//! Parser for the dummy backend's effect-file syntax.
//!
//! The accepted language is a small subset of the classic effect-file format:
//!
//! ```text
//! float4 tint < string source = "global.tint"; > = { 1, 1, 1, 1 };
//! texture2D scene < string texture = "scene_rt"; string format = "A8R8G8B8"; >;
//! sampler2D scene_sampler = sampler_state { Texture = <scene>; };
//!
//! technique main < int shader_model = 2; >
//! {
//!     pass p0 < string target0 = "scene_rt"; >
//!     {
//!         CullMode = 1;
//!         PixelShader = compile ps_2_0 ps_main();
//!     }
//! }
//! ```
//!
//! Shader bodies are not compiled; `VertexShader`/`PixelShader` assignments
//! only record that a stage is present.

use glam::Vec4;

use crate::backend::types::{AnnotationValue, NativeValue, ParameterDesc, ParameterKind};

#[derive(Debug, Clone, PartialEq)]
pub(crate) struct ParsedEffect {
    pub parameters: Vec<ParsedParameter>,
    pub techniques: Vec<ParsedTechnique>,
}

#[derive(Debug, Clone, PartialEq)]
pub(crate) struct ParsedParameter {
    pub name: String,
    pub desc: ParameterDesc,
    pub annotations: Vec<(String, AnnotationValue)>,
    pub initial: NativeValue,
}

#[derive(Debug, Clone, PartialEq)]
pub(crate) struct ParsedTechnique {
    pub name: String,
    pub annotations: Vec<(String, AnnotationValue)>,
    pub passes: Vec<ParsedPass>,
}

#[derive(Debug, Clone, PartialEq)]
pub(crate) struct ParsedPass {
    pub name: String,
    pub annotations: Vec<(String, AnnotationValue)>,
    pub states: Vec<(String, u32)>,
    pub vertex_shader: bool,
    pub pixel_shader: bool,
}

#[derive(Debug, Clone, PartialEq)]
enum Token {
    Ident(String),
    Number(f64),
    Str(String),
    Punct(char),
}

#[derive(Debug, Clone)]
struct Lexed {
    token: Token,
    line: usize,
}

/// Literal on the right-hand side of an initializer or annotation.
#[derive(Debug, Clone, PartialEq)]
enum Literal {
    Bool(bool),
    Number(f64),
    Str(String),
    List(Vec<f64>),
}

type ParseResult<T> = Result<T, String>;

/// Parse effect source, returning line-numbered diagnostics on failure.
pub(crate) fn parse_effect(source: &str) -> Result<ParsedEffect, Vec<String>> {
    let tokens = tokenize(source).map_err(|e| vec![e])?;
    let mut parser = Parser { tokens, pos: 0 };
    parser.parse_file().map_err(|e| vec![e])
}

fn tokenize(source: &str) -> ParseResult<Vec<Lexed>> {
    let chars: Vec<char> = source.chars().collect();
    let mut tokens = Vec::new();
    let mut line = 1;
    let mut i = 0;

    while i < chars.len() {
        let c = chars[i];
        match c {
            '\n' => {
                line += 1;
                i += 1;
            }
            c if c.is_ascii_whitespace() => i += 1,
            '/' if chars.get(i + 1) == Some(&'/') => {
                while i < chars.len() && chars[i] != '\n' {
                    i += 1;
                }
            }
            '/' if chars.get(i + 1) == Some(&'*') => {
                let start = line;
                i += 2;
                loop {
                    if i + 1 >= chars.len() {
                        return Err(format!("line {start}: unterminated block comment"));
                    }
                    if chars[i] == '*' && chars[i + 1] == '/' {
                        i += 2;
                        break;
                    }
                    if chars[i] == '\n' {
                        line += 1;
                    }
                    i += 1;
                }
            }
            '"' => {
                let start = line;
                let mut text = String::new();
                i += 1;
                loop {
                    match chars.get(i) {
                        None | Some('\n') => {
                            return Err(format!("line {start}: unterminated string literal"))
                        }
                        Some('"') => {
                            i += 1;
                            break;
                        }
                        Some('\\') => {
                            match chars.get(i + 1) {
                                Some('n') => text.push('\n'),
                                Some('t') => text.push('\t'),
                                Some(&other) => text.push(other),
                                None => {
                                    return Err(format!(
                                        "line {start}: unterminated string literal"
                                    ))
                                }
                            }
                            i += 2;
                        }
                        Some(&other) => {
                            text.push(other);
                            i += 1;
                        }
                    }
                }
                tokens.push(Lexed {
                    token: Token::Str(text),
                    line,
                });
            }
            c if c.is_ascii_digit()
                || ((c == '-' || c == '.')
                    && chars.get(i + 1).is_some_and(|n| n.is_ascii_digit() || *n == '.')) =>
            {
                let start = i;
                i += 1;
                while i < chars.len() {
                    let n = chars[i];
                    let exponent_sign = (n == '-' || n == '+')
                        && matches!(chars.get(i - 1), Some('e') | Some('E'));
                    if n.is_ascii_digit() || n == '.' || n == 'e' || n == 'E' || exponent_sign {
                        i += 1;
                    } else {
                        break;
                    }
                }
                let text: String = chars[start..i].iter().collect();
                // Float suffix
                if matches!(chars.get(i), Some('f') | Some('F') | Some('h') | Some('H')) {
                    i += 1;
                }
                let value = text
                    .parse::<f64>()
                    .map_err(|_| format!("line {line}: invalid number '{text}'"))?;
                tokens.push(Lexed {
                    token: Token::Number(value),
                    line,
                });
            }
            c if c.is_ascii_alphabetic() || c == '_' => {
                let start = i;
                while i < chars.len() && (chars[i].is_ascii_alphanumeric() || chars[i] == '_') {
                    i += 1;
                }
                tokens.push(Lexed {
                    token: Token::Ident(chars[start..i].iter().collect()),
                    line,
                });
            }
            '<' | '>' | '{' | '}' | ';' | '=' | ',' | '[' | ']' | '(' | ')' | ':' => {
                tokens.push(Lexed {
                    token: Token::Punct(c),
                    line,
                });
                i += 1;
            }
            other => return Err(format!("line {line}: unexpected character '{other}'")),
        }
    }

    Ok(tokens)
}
--------------------------------------------------
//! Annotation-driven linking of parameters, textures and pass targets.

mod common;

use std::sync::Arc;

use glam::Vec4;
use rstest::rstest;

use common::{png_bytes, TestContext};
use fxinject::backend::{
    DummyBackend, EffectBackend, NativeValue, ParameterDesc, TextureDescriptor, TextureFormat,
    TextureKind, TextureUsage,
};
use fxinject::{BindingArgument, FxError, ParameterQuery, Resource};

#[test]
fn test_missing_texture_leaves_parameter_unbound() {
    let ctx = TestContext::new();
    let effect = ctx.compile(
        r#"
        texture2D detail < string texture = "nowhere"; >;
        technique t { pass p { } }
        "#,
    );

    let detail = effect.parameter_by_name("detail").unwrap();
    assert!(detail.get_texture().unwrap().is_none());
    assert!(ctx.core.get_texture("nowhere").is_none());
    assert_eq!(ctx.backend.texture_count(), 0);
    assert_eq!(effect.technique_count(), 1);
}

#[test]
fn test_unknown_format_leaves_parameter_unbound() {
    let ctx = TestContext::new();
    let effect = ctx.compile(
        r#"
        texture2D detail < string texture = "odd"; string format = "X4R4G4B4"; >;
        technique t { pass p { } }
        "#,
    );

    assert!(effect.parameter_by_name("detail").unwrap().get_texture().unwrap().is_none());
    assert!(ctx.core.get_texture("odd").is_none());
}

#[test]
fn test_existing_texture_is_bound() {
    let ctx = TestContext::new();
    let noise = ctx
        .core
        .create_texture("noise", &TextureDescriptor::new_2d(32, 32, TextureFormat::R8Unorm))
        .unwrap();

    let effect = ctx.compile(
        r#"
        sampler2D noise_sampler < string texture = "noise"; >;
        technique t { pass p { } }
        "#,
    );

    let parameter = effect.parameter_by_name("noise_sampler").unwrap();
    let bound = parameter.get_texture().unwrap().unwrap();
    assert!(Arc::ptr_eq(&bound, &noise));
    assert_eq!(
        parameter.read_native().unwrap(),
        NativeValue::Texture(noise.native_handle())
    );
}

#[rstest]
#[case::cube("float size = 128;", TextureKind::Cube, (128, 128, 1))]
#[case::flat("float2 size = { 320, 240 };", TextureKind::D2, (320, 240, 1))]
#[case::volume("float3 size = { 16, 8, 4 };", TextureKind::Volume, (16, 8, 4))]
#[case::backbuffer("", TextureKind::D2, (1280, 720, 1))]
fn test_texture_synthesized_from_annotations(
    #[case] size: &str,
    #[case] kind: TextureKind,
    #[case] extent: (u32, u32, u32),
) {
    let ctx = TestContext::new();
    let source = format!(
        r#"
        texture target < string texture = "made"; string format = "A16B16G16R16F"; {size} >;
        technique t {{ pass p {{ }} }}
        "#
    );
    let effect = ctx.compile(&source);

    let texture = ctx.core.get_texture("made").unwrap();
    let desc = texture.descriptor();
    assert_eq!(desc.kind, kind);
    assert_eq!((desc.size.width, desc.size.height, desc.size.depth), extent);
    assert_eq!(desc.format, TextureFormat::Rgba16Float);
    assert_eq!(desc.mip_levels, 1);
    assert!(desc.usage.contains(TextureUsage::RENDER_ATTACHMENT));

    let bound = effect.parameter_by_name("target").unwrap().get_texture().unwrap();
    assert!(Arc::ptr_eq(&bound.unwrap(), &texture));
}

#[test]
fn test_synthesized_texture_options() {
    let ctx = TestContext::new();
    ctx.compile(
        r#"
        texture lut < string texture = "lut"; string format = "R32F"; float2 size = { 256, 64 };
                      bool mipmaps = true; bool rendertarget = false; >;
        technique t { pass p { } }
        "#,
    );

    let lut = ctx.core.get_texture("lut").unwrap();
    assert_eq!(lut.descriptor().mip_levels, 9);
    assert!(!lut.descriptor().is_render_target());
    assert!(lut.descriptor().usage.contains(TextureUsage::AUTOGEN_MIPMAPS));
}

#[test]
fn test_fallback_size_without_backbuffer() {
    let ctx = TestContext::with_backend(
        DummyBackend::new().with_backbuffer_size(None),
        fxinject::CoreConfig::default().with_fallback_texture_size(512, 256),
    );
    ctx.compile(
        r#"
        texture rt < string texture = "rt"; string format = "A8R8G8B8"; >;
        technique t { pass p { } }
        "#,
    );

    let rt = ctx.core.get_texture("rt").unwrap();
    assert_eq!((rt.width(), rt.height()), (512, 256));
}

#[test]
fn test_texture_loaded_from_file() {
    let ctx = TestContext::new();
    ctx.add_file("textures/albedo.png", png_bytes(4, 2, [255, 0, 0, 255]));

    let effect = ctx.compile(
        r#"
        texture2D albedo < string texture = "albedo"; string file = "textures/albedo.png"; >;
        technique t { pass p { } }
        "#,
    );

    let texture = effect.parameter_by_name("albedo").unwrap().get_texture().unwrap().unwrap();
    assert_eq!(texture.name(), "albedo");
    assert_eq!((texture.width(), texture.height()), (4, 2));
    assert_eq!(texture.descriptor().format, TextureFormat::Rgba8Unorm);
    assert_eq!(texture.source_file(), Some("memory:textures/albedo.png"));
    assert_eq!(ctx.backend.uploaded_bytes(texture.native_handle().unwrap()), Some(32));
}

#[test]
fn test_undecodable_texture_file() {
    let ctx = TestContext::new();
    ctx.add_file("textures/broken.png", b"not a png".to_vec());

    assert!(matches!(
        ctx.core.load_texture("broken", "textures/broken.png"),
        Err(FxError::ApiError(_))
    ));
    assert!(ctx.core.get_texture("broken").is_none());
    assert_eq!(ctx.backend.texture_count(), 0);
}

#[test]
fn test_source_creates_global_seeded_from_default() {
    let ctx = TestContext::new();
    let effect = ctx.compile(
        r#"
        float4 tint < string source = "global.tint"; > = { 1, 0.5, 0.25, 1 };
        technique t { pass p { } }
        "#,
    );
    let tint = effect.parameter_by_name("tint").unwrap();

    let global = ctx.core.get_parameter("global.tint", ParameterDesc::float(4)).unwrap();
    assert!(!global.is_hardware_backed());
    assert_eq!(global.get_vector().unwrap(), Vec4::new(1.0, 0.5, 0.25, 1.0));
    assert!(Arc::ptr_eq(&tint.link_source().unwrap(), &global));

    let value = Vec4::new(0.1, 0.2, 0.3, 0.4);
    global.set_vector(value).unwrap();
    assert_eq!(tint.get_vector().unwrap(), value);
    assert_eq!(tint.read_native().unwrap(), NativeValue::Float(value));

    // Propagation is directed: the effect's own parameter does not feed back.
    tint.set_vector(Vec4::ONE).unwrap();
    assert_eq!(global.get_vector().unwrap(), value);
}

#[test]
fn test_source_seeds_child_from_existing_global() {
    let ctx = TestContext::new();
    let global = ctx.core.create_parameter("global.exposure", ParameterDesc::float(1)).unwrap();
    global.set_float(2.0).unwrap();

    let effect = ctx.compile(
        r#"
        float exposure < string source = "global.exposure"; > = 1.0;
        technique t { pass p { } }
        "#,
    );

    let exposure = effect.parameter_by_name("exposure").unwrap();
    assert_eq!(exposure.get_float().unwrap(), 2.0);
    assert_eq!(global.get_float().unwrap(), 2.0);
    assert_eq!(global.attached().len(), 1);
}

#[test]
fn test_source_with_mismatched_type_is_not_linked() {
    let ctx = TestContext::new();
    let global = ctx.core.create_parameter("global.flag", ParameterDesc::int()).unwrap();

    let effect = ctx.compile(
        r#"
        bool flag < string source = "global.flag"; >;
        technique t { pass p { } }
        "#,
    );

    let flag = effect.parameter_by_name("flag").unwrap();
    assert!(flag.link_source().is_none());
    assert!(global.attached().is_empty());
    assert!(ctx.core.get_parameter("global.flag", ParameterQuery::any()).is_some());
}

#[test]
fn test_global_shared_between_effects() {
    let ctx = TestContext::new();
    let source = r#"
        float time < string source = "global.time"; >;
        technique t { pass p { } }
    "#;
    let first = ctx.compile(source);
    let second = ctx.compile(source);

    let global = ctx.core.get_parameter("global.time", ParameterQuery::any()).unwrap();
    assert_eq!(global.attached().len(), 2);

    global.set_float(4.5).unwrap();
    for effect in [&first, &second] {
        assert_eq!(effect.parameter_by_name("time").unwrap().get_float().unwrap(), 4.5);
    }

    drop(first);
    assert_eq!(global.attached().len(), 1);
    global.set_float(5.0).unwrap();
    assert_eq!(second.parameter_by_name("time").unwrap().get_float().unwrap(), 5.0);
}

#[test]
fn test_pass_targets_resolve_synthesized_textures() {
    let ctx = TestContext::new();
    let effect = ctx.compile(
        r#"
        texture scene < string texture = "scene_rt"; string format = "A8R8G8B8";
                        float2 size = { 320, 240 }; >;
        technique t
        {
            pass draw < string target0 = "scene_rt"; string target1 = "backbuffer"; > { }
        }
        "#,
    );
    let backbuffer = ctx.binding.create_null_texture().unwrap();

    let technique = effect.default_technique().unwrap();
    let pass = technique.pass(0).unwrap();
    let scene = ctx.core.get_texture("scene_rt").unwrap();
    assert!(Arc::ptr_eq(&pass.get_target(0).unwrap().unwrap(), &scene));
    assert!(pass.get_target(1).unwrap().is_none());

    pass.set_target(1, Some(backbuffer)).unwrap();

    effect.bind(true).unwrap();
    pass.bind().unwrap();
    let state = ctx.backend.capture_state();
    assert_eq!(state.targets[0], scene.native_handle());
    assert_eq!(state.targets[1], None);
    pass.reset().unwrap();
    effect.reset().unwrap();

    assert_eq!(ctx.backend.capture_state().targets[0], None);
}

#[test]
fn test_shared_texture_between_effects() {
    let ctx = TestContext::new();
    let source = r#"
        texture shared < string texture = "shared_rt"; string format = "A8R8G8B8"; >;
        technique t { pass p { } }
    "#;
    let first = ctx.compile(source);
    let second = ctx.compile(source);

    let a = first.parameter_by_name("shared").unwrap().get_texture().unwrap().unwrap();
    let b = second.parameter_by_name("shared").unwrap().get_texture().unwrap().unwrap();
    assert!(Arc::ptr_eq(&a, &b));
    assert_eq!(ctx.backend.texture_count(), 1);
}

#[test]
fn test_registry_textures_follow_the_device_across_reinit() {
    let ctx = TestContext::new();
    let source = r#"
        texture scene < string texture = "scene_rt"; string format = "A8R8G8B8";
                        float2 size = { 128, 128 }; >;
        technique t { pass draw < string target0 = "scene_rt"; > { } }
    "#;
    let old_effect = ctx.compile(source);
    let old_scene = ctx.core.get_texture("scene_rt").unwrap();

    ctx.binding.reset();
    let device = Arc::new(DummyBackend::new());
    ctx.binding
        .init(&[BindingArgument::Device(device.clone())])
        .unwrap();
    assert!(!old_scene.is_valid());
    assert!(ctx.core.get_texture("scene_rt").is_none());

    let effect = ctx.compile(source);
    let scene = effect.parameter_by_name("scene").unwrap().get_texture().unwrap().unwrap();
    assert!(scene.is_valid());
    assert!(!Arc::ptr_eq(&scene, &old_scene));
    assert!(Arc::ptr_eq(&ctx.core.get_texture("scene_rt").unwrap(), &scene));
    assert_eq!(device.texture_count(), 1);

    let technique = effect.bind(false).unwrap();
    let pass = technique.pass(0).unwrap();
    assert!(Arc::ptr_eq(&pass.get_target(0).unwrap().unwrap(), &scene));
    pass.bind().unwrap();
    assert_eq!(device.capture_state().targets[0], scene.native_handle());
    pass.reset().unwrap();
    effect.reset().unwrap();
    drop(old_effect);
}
--------------------------------------------------
Search the entries for the word "true" and copy every line that holds it.

                      bool mipmaps = true; bool rendertarget = false; >;
    effect.bind(true).unwrap();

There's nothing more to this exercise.